[NOTE] Vision and NLP Models, AI Agents
Topics on vision and language models, including classic DNN-based image classification, visual question answering, visual object tracking, transformer-based LLM, and their potential applications such as AI agents or robots.
Visual Object Tracking (VOT)
VOT Basics
-
Motion Modeling: estimating the position of object in coming frames to reduce the search space. However, motion may suffer from abrupt abrupt drifts; Appearance modeling can be an alternative to motion modeling.
-
LiDAR (light detection and ranging): is an active sensing system to emit laser light from source, in order to measure the distance/elevation of the target object (by calculating time and intensity).
-
Siamese-based Networks: a pair of identical network branches used in visual object tracking to compare the similarity between the target object and the search region.
- Two-stream: features or templates and search region are extracted separately
- Two-stage: feature extraction (CNN backbones) + relation modeling (e.g., correlation layer to fuse features for state estimate, or using transformer attention mechanism).
- Feature extraction is determined after offline-training, and no feature-target interaction. Not good for one-shot tracking
- One-stream light relation-modeling: relation is modeled in self-attention. The inference is only performed on selected tokens from search region adaptively, which leads to less computational cost.
-
FPN (Feature Pyramid Network):
- An architecture where images of different scales are processed in parallel (fine-grained details and coarse contextual information).
- The multi-scale feature maps are fused together (concatenate or stacking) to generate comprehensive representation. FPN is backbone-agnostic.
-
Predictor Metrics
-
Metrics to evaluate the prediction quality of a tracker
- Precision = $\frac{TP}{TP + FP}$ (in all positive predictions, how many are correct)
- Recall = $\frac{TP}{TP + FN}$ (in all ground truth, how many are correctly predicted)

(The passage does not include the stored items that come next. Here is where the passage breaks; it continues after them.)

use anyhow::Result;
use crossbeam_channel::{Receiver, TryRecvError};
use std::cmp::Ordering as CmpOrdering;
use std::io::ErrorKind;
use std::path::{Path, PathBuf};
use std::sync::atomic::{AtomicBool, Ordering};
use std::sync::Arc;

use crate::decoder::FrameData;
use crate::renderer::FrameBuffer;

/// Outcome of asking a source for a frame.
#[derive(Debug)]
pub enum FrameStatus {
    Ready(FrameBuffer),
    /// Not available yet but still expected. Retry later.
    Pending,
    /// The producer is done and the frame will never arrive.
    EndOfStream,
}

/// Resolves frame indices (1-based) to decoded bitmaps.
///
/// Requests need not be sequential: the player asks for whatever index the
/// clock demands, so seeks simply show up as jumps.
pub trait FrameSource {
    fn next_frame(&mut self, index: u64) -> Result<FrameStatus>;
}

/// Exit signal of whatever is producing frames.
pub trait ProducerState {
    fn finished(&mut self) -> bool;
}

impl ProducerState for Arc<AtomicBool> {
    fn finished(&mut self) -> bool {
        self.load(Ordering::SeqCst)
    }
}

/// What happens to a frame file once it has been consumed.
#[derive(Clone, Copy, Debug, Default, PartialEq, Eq)]
pub enum RetirePolicy {
    /// Delete it, together with any earlier file that was skipped over.
    #[default]
    Delete,
    /// Leave it until cleanup so backward seeks can show it again.
    Keep,
}

/// Polls a directory the decoder fills with `frame<N>.<ext>` files.
///
/// File presence is the only synchronisation with the decoder. A file that
/// exists but does not decode is assumed to be half written and reported as
/// `Pending`.
pub struct DirFrameSource {
    dir: PathBuf,
    extension: String,
    policy: RetirePolicy,
    producer: Option<Box<dyn ProducerState>>,
    retired_through: u64,
    highest_seen: u64,
    waiting_on: Option<u64>,
}

impl DirFrameSource {
    pub fn new(dir: impl Into<PathBuf>, extension: &str) -> Self {
        Self {
            dir: dir.into(),
            extension: extension.trim_start_matches('.').to_string(),
            policy: RetirePolicy::default(),
            producer: None,
            retired_through: 0,
            highest_seen: 0,
            waiting_on: None,
        }
    }

    pub fn with_policy(mut self, policy: RetirePolicy) -> Self {
        self.policy = policy;
        self
    }

    /// Without a producer, end of stream is inferred: the file after the
    /// last one seen is missing.
    pub fn with_producer(mut self, producer: impl ProducerState + 'static) -> Self {
        self.producer = Some(Box::new(producer));
        self
    }

    pub fn frame_path(&self, index: u64) -> PathBuf {
        self.dir.join(format!("frame{}.{}", index, self.extension))
    }

    fn retire_through(&mut self, index: u64) {
        let mut removed = 0;
        for i in (self.retired_through + 1)..=index {
            match std::fs::remove_file(self.frame_path(i)) {
                Ok(()) => removed += 1,
                Err(e) if e.kind() == ErrorKind::NotFound => {}
                Err(e) => log::warn!("could not remove frame {}: {}", i, e),
            }
        }
        if removed > 1 {
            log::debug!("retired {} frames through {}", removed, index);
        }
        self.retired_through = index;
    }

    fn stream_ended(&mut self, path: &Path) -> bool {
        match self.producer.as_mut() {
            // Decoder may have written the file right before exiting
            Some(producer) => producer.finished() && !path.exists(),
            None => self.highest_seen > 0 && !self.frame_path(self.highest_seen + 1).exists(),
        }
    }
}

impl FrameSource for DirFrameSource {
    fn next_frame(&mut self, index: u64) -> Result<FrameStatus> {
        if self.policy == RetirePolicy::Delete && index <= self.retired_through {
            // Already consumed and deleted; hold until the clock moves past it
            return Ok(FrameStatus::Pending);
        }

        let path = self.frame_path(index);
        if path.exists() {
            return match FrameBuffer::load(&path) {
                Ok(frame) => {
                    self.highest_seen = self.highest_seen.max(index);
                    self.waiting_on = None;
                    if self.policy == RetirePolicy::Delete {
                        self.retire_through(index);
                    }
                    Ok(FrameStatus::Ready(frame))
                }
                Err(e) => {
                    log::debug!("frame {} not readable yet: {:#}", index, e);
                    Ok(FrameStatus::Pending)
                }
            };
        }

        if index > self.highest_seen && self.stream_ended(&path) {
            log::info!("end of stream at frame {}", index);
            return Ok(FrameStatus::EndOfStream);
        }

        if self.waiting_on != Some(index) {
            log::debug!("waiting for decoder: frame {}", index);
            self.waiting_on = Some(index);
        }
        Ok(FrameStatus::Pending)
    }
}

/// Frames handed over in memory by a decoder thread.
///
/// Frames arrive in order. Anything older than the requested index is
/// dropped; a newer one is held back until the clock reaches it. A
/// disconnected channel means the decoder is done.
pub struct ChannelFrameSource {
    rx: Receiver<FrameData>,
    held: Option<FrameData>,
}

impl ChannelFrameSource {
    pub fn new(rx: Receiver<FrameData>) -> Self {
        Self { rx, held: None }
    }
}

impl FrameSource for ChannelFrameSource {
    fn next_frame(&mut self, index: u64) -> Result<FrameStatus> {
        if let Some(data) = self.held.take() {
            match data.index.cmp(&index) {
                CmpOrdering::Equal => return Ok(FrameStatus::Ready(data.frame)),
                CmpOrdering::Greater => {
                    self.held = Some(data);
                    return Ok(FrameStatus::Pending);
                }
                CmpOrdering::Less => {}
            }
        }

        loop {
            match self.rx.try_recv() {
                Ok(data) => match data.index.cmp(&index) {
                    CmpOrdering::Less => continue,
                    CmpOrdering::Equal => return Ok(FrameStatus::Ready(data.frame)),
                    CmpOrdering::Greater => {
                        self.held = Some(data);
                        return Ok(FrameStatus::Pending);
                    }
                },
                Err(TryRecvError::Empty) => return Ok(FrameStatus::Pending),
                Err(TryRecvError::Disconnected) => {
                    log::info!("decoder channel closed at frame {}", index);
                    return Ok(FrameStatus::EndOfStream);
                }
            }
        }
    }
}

- F1 Score = $\frac{2 \times Precision \times Recall}{Precision + Recall}$ (harmonic mean of precision and recall)
- F1 is a better metric than accuracy when the dataset is imbalanced (e.g., 99% of the data is negative, and 1% is positive).
- F1 score will penalize the FN/FP more than accuracy, while accuracy is more leaned to TN/TP.
-
Aggregate Metrics:
- Taking into account of confidence level (threshold) of the prediction
- A 2D curve of precision-recall relation: lower confidence threshold will lead to higher recall, but lower precision
- AUC (area under curve) is the integral of the precision-recall curve
- AP (average precision) is the average precision at different recall levels.
- mAP (mean average precision) is the mean of APs across different classes.
-
Multi-Modal Models
- OpenAI (CLIP) Contrastive Language-Image Pre-training
- A transferable visual model trained with text supervision; the model can be used for image classification, image querying with natural language.
- CLIP is pre-trained by maximizing the cosine similarity between the image and its corresponding text (while minimizing the similarity of other pairs).